¿Qué ocurre con la opción que no cogemos, con la que descartamos?
La carrera que no elegimos, el tren al que no nos subimos, los trabajos que declinamos; todos tomamos cientos de decisiones a la semana. Desde que nos despertamos, elegimos levantarnos de la cama.
Elegimos la ropa que nos ponemos, si ese día vamos en metro o en bus al trabajo o a la universidad. Si no vamos; si escuchamos música, qué música escuchamos… somos seres humanos con capacidad de pensar, de razonar y de decidir. Esto es lo que nos ha tocado, y es lo que debemos hacer.
Pero a veces las decisiones son mucho más complejas. Tomamos decisiones influidas por otras personas. Tomamos decisiones basándonos en lo que es más correcto o en lo que nos dicta el corazón. Pero las tomamos, aunque no siempre estemos preparados para ello.
En ocasiones, por circunstancias externas a nosotros, nos toca decidir sobre asuntos para los que a veces no estamos listos. Aprender a decidir es un proceso que muchas personas tienen que pasar. Porque hay decisiones banales, que tenemos que tomar diariamente sin que afecten demasiado al rumbo de nuestra semana, pero también hay decisiones que pueden cambiarnos la vida.
En un futuro muchos de nosotros tendremos que decidir sobre si nos embarcamos en esa hipoteca para comprar la casa que nos gusta, tendremos que decidir sobre dos ofertas de trabajo que quizás se nos han presentado a la vez, o sobre mudarnos a otro país, a otra ciudad, a otro barrio. Quién sabe.
Lo que quiero decir con todo esto es que, cuando decidimos un camino, hay otros tantos que quedan atrás que no vuelven a ser una opción viable. Siempre que se toma una decisión, existen factores y situaciones que no se deciden.

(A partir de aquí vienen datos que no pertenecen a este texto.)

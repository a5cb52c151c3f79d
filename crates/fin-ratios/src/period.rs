//! Reporting period identifiers.
//!
//! Vendor data mixes plain date strings with timestamp renderings of the same
//! fiscal period end. Every period column is normalized to a [`Period`] so that
//! statements from different sources compare equal.

use crate::{RatioError, Result};
use chrono::{DateTime, NaiveDate, NaiveDateTime};
use serde::{Deserialize, Serialize};
use std::{fmt, str::FromStr};

const DATE_FORMATS: &[&str] = &["%Y-%m-%d", "%Y/%m/%d"];
const DATETIME_FORMATS: &[&str] = &["%Y-%m-%d %H:%M:%S", "%Y-%m-%dT%H:%M:%S", "%Y-%m-%d %H:%M:%S%.f"];

/// A fiscal period end date.
///
/// Periods order chronologically and always render as `YYYY-MM-DD`.
#[derive(Debug, Clone, Copy, PartialEq, Eq, PartialOrd, Ord, Hash, Serialize, Deserialize)]
#[serde(transparent)]
pub struct Period(NaiveDate);

impl Period {
    /// Create a period from a calendar date.
    pub const fn new(date: NaiveDate) -> Self {
        Self(date)
    }

    /// Create a period from year, month and day.
    ///
    /// Returns `None` for an impossible date.
    pub fn from_ymd(year: i32, month: u32, day: u32) -> Option<Self> {
        NaiveDate::from_ymd_opt(year, month, day).map(Self)
    }

    /// Parse a period from any of the accepted vendor renderings.
    ///
    /// Accepts `YYYY-MM-DD`, `YYYY/MM/DD`, `YYYY-MM-DD HH:MM:SS` (optionally with
    /// fractional seconds or a `T` separator) and RFC 3339 timestamps.
    pub fn parse(raw: &str) -> Result<Self> {
        let trimmed = raw.trim();

        for format in DATE_FORMATS {
            if let Ok(date) = NaiveDate::parse_from_str(trimmed, format) {
                return Ok(Self(date));
            }
        }
        for format in DATETIME_FORMATS {
            if let Ok(datetime) = NaiveDateTime::parse_from_str(trimmed, format) {
                return Ok(Self(datetime.date()));
            }
        }
        if let Ok(datetime) = DateTime::parse_from_rfc3339(trimmed) {
            return Ok(Self(datetime.date_naive()));
        }

        Err(RatioError::InvalidPeriod(raw.to_string()))
    }

    /// The underlying calendar date.
    pub const fn date(&self) -> NaiveDate {
        self.0
    }
}

impl fmt::Display for Period {
    fn fmt(&self, f: &mut fmt::Formatter<'_>) -> fmt::Result {
        write!(f, "{}", self.0.format("%Y-%m-%d"))
    }
}

impl FromStr for Period {
    type Err = RatioError;

    fn from_str(s: &str) -> Result<Self> {
        Self::parse(s)
    }
}

impl From<NaiveDate> for Period {
    fn from(date: NaiveDate) -> Self {
        Self(date)
    }
}

impl From<NaiveDateTime> for Period {
    fn from(datetime: NaiveDateTime) -> Self {
        Self(datetime.date())
    }
}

Y eso es lo que personalmente considero complicado. Decidir con el: «¿qué pasaría si hubiera hecho esto otro?» Porque esa es quizás la peor parte de decidir. Saber que hay algo con lo que no te quedas, y que no sabes si volverá a ocurrir o si se te volverá a presentar. Algo que nunca llegó a ser tuyo. Y aquí es donde entre en juego lo que me contestó mi madre en una ocasión: «hay trenes que no solo pasan una vez».
La vida no solo nos presenta una oportunidad para elegir. Hay elecciones que reaparecen, que tenemos que volver a tomar, aunque no sea exactamente de la misma forma. Y es enriquecedor dejar de decidir algo pensando que tal vez en otro momento, con otras circunstancias, se nos vuelva a presentar una oportunidad parecida.
De hecho, un pensamiento recurrente que últimamente mantengo presente cuando tomo alguna decisión que me parece más relevante es que si no se da una situación o dejo de elegir una opción, es porque tenía que ser así. Porque no eran las condiciones, el momento o la situación óptimas.
Y lo que es objetivamente cierto es que aunque quedemos acongojados por haber tomado una decisión u otra, tendremos que seguir tomando miles más durante toda nuestra vida. Por lo que, desde mi humilde punto de vista, mejor vivir con la conciencia tranquila, y no con el «qué hubiera pasado si».